Nintendo has confirmed what we knew already: its unhappy controller/console combo, the Wii U, is a flop. The company said hardware sales of the Wii U had failed to reach its target during the year-end, pushing it into a third consecutive annual loss, Reuters reports.
With the Wii U failing to shift off shelves — and that despite a $50 price cut last September, to $299 — Nintendo has slashed its global sales forecast for the device for the year to March 31 by almost 70%. It said it’s expecting Wii U sales to number just 2.8 million units over that period. It also cut its sales forecast for its handheld 3DS console to 13.5 million units from 18 million.

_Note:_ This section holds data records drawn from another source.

use crate::batch_logger::BatchLogger;
use crate::config::ServerConfig;
use crate::consumer::{RecordConsumer, RecordQueue};
use crate::errors::{ScreenerError, ServerError};
use crate::protocol::Record;
use crate::report::Report;
use crate::reporter::MetricsReporter;
use crate::shutdown::ShutdownCoordinator;
use crate::tcp_server::ConnectionAcceptor;

use std::fs::{File, OpenOptions};
use std::net::SocketAddr;
use std::sync::Arc;

/// Outcome of a complete server run.
#[derive(Clone, Copy, Debug, PartialEq, Eq)]
pub struct RunSummary {
    /// Report emitted during teardown, covering the last partial period.
    pub final_report: Report,
    /// Connections accepted over the run.
    pub connections: u64,
    /// Handlers abandoned after the shutdown grace period.
    pub stragglers: usize,
}

/// Wires every component of the number logger together.
///
/// Construction binds the listener and opens the log sink; [`run`](Self::run)
/// blocks until a client sends `terminate` (or the listener fails) and the
/// shutdown has been fully propagated.
pub struct NumberServer {
    config: ServerConfig,
    coordinator: Arc<ShutdownCoordinator>,
    logger: Arc<BatchLogger<File>>,
    consumer: Arc<RecordConsumer<File>>,
    reporter: MetricsReporter<File>,
    acceptor: ConnectionAcceptor,
}

impl NumberServer {
    /// Builds the server from `config`.
    ///
    /// # Errors
    /// * [`ServerError::Config`] for out-of-range settings.
    /// * [`ServerError::Screener`] if the record domain is invalid.
    /// * [`ServerError::SinkError`] if the log file cannot be created.
    /// * [`ServerError::BindError`] / [`ServerError::PoolError`] from the acceptor.
    pub fn new(config: ServerConfig) -> Result<Self, ServerError> {
        config.validate()?;
        let screener = config.build_screener()?;
        let max_record = Record::try_from(config.max_domain_value)
            .map_err(|_| ScreenerError::InvalidDomain(config.max_domain_value))?;

        log::info!("Opening log sink: {:?}", config.log_sink_path);
        // Dedup state starts empty, so the log does too.
        let sink = OpenOptions::new()
            .create(true)
            .write(true)
            .truncate(true)
            .open(&config.log_sink_path)
            .map_err(|e| ServerError::SinkError(e.to_string()))?;
        let logger = Arc::new(BatchLogger::new(sink, screener, config.batch_size));

        let queue = Arc::new(RecordQueue::new());
        let coordinator = Arc::new(ShutdownCoordinator::start()?);

        let consumer = Arc::new(RecordConsumer::new(queue.clone(), logger.clone()));
        coordinator.register(consumer.clone());

        let acceptor = ConnectionAcceptor::bind(
            &config.listen_addr(),
            config.max_worker_threads,
            config.shutdown_grace(),
            queue,
            max_record,
            coordinator.clone(),
        )?;

        let reporter = MetricsReporter::new(logger.clone(), config.report_interval());

        log::info!(
            "NumberServer initialized: {} workers, batch size {}, {} screener over [0, {}]",
            config.max_worker_threads,
            config.batch_size,
            config.screener,
            config.max_domain_value
        );

        Ok(Self {
            config,
            coordinator,
            logger,
            consumer,
            reporter,
            acceptor,
        })
    }

    /// Address the listener is bound to.
    pub fn local_addr(&self) -> Result<SocketAddr, ServerError> {
        self.acceptor
            .local_addr()
            .map_err(|e| ServerError::BindError(e.to_string()))
    }

    /// Coordinator of this server; `signal_stop` on it stops the server
    /// exactly like a client `terminate`.
    pub fn coordinator(&self) -> Arc<ShutdownCoordinator> {
        self.coordinator.clone()
    }

    /// Configuration the server was built with.
    pub fn config(&self) -> &ServerConfig {
        &self.config
    }

    /// Starts the consumer and reporter, then serves clients until shutdown.
    ///
    /// On return the log is flushed and closed, every background thread has
    /// exited, and one last report has been emitted.
    pub fn run(self) -> Result<RunSummary, ServerError> {
        self.consumer.start()?;
        if let Err(e) = self.reporter.start() {
            log::error!("Failed to start metrics reporter: {}", e);
            self.consumer.stop();
            self.consumer.wait_for_finish();
            return Err(e);
        }

        log::info!("Entering main server loop");
        let summary = self.acceptor.listen_for_clients();

        log::info!("Acceptor stopped, tearing down");
        self.reporter.stop();
        self.consumer.wait_for_finish();
        self.coordinator.shutdown_self();

        if !self.logger.is_closed() {
            log::warn!("Log sink still open after consumer exit, closing it");
            self.logger.flush();
            self.logger.close();
        }

        let final_report = self.reporter.report_now();
        log::info!("Server shutdown complete");

        Ok(RunSummary {
            final_report,
            connections: summary.accepted,
            stragglers: summary.stragglers,
        })
    }
}

#[cfg(test)]
mod tests {
    use super::*;
    use crate::scenario;
    use std::io::{Read, Write};
    use std::net::TcpStream;
    use std::thread;
    use std::time::Duration;
    use tempfile::NamedTempFile;

    fn config(sink: &NamedTempFile) -> ServerConfig {
        ServerConfig {
            server_port: 0,
            bind_address: "127.0.0.1".into(),
            report_interval_ms: 60_000,
            batch_size: 50,
            max_domain_value: 999_999_999,
            log_sink_path: sink.path().to_path_buf(),
            shutdown_grace_ms: 500,
            ..ServerConfig::default()
        }
    }

    fn start(config: ServerConfig) -> (SocketAddr, thread::JoinHandle<RunSummary>) {
        let server = NumberServer::new(config).unwrap();
        let addr = server.local_addr().unwrap();
        let handle = thread::spawn(move || server.run().unwrap());
        (addr, handle)
    }

    fn logged_lines(sink: &NamedTempFile) -> Vec<String> {
        std::fs::read_to_string(sink.path())
            .unwrap()
            .lines()
            .map(str::to_string)
            .collect()
    }

    #[test]
    fn test_duplicate_end_to_end() {
        let sink = NamedTempFile::new().unwrap();
        let (addr, handle) = start(config(&sink));

        let mut client = TcpStream::connect(addr).unwrap();
        client
            .write_all(b"123456789\n123456789\n000000000\n")
            .unwrap();
        thread::sleep(Duration::from_millis(300));

        scenario::send_terminate(addr).unwrap();
        let summary = handle.join().unwrap();

        assert_eq!(summary.final_report.total_uniques, 2);
        assert_eq!(summary.final_report.uniques, 2);
        assert_eq!(summary.final_report.duplicates, 1);
        assert_eq!(summary.stragglers, 0);

        let mut lines = logged_lines(&sink);
        lines.sort();
        assert_eq!(lines, vec!["000000000", "123456789"]);
    }

    #[test]
    fn test_concurrent_clients_with_disjoint_values() {
        let sink = NamedTempFile::new().unwrap();
        let (addr, handle) = start(config(&sink));

        let options = scenario::EnduranceOptions {
            producers: 4,
            per_producer: 250,
            start: 1_000,
            batch_len: 100,
            pace: Duration::ZERO,
            terminate_after: Some(Duration::from_millis(500)),
            ..scenario::EnduranceOptions::default()
        };
        let stats = scenario::run_endurance(addr, &options).unwrap();
        assert_eq!(stats.len(), 4);

        let summary = handle.join().unwrap();
        assert_eq!(summary.final_report.total_uniques, 1_000);
        assert_eq!(summary.final_report.duplicates, 0);

        let lines = logged_lines(&sink);
        assert_eq!(lines.len(), 1_000);
        for producer in 0..4u32 {
            let first = format!("{:09}", 1_000 + producer * 250);
            assert!(lines.contains(&first));
        }
    }

    #[test]
    fn test_terminate_closes_clients_and_listener() {
        let sink = NamedTempFile::new().unwrap();
        let (addr, handle) = start(config(&sink));

        let mut idle = TcpStream::connect(addr).unwrap();
        idle.write_all(b"555555555\n").unwrap();
        thread::sleep(Duration::from_millis(200));

        scenario::send_terminate(addr).unwrap();
        let summary = handle.join().unwrap();
        assert_eq!(summary.connections, 2);
        assert_eq!(summary.final_report.total_uniques, 1);

        idle.set_read_timeout(Some(Duration::from_secs(2))).unwrap();
        let mut buf = [0u8; 16];
        assert!(matches!(idle.read(&mut buf), Ok(0) | Err(_)));
        assert!(TcpStream::connect(addr).is_err());
    }

    #[test]
    fn test_external_stop_signal() {
        let sink = NamedTempFile::new().unwrap();
        let server = NumberServer::new(config(&sink)).unwrap();
        let coordinator = server.coordinator();
        let handle = thread::spawn(move || server.run().unwrap());

        thread::sleep(Duration::from_millis(100));
        coordinator.signal_stop();
        let summary = handle.join().unwrap();
        assert_eq!(summary.connections, 0);
        assert_eq!(summary.final_report, Report::default());
        assert!(logged_lines(&sink).is_empty());
    }

    #[test]
    fn test_basic_scenario_totals() {
        let sink = NamedTempFile::new().unwrap();
        let (addr, handle) = start(ServerConfig {
            max_worker_threads: 5,
            ..config(&sink)
        });

        let expected = scenario::run_basic(addr, Duration::from_millis(300)).unwrap();
        let summary = handle.join().unwrap();

        assert_eq!(summary.final_report.total_uniques, expected.uniques);
        assert_eq!(summary.final_report.duplicates, expected.duplicates);
        assert_eq!(logged_lines(&sink).len() as u64, expected.uniques);
        assert!(!logged_lines(&sink).contains(&"888888888".to_string()));
        assert!(!logged_lines(&sink).contains(&"005550055".to_string()));
    }

    #[test]
    fn test_record_above_domain_closes_connection() {
        let sink = NamedTempFile::new().unwrap();
        let (addr, handle) = start(ServerConfig {
            max_domain_value: 1_000,
            ..config(&sink)
        });

        let mut client = TcpStream::connect(addr).unwrap();
        client.write_all(b"000005000\n000000001\n").unwrap();
        client
            .set_read_timeout(Some(Duration::from_secs(2)))
            .unwrap();
        let mut buf = [0u8; 16];
        match client.read(&mut buf) {
            Ok(n) => assert_eq!(n, 0),
            Err(e) => assert_eq!(e.kind(), std::io::ErrorKind::ConnectionReset),
        }

        thread::sleep(Duration::from_millis(100));
        scenario::send_terminate(addr).unwrap();
        let summary = handle.join().unwrap();

        assert_eq!(summary.final_report, Report::default());
        assert!(logged_lines(&sink).is_empty());
    }

    #[test]
    fn test_domain_above_record_range_is_rejected() {
        let sink = NamedTempFile::new().unwrap();
        let result = NumberServer::new(ServerConfig {
            max_domain_value: i64::from(u32::MAX) + 1,
            ..config(&sink)
        });
        assert!(matches!(result, Err(ServerError::Config(_))));
    }

    #[test]
    fn test_invalid_domain_fails_fast() {
        let sink = NamedTempFile::new().unwrap();
        let result = NumberServer::new(ServerConfig {
            max_domain_value: -1,
            ..config(&sink)
        });
        assert!(matches!(
            result,
            Err(ServerError::Screener(ScreenerError::InvalidDomain(-1)))
        ));
    }

    #[test]
    fn test_zero_workers_rejected() {
        let sink = NamedTempFile::new().unwrap();
        let result = NumberServer::new(ServerConfig {
            max_worker_threads: 0,
            ..config(&sink)
        });
        assert!(matches!(result, Err(ServerError::Config(_))));
    }
}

Both Nintendo’s devices are facing fierce competition from non-specialist consumer hardware fuelled by thousands of often inexpensive games apps — aka the smartphones and tablets running on platforms such as Google’s Android OS and Apple’s iOS. Ownership of app-supporting mobile devices has exploded since the original Wii’s hey-day, of circa 2006, shifting the gaming goalposts from the living room to people’s pockets.
Meanwhile, the home console market has been increasingly dominated by Microsoft’s Xbox and Sony’s PlayStation — leaving Nintendo to be squeezed out by those more powerful home consoles at the higher end, attracting pro gamers with huge franchise titles such as Grand Theft Auto, and driven out at the lower end by the consumerization of portable gaming via mainstream mobile devices. Talk about a rock and a hard place.
The other point to note is that the Wii U itself just isn’t very good. It’s neither fish nor fowl, so to speak. As TC columnist MG Siegler put it back in September, it’s ”a poor concept accentuated by poor hardware”. He also described Nintendo as being “in the beginning of a death spiral”. Today’s sales forecasts more fuel on those flames.
Nintendo said it is now expecting an operating loss of 35 billion yen ($335.76 million) this business year vs its initial forecast of a 100 billion yen profit. It also warned of a net loss of 25 billion yen for the year ending on March 31 — having previously projected a 55 billion yen profit. And expects revenues of 590 billion yen, down 36% from its prior forecast.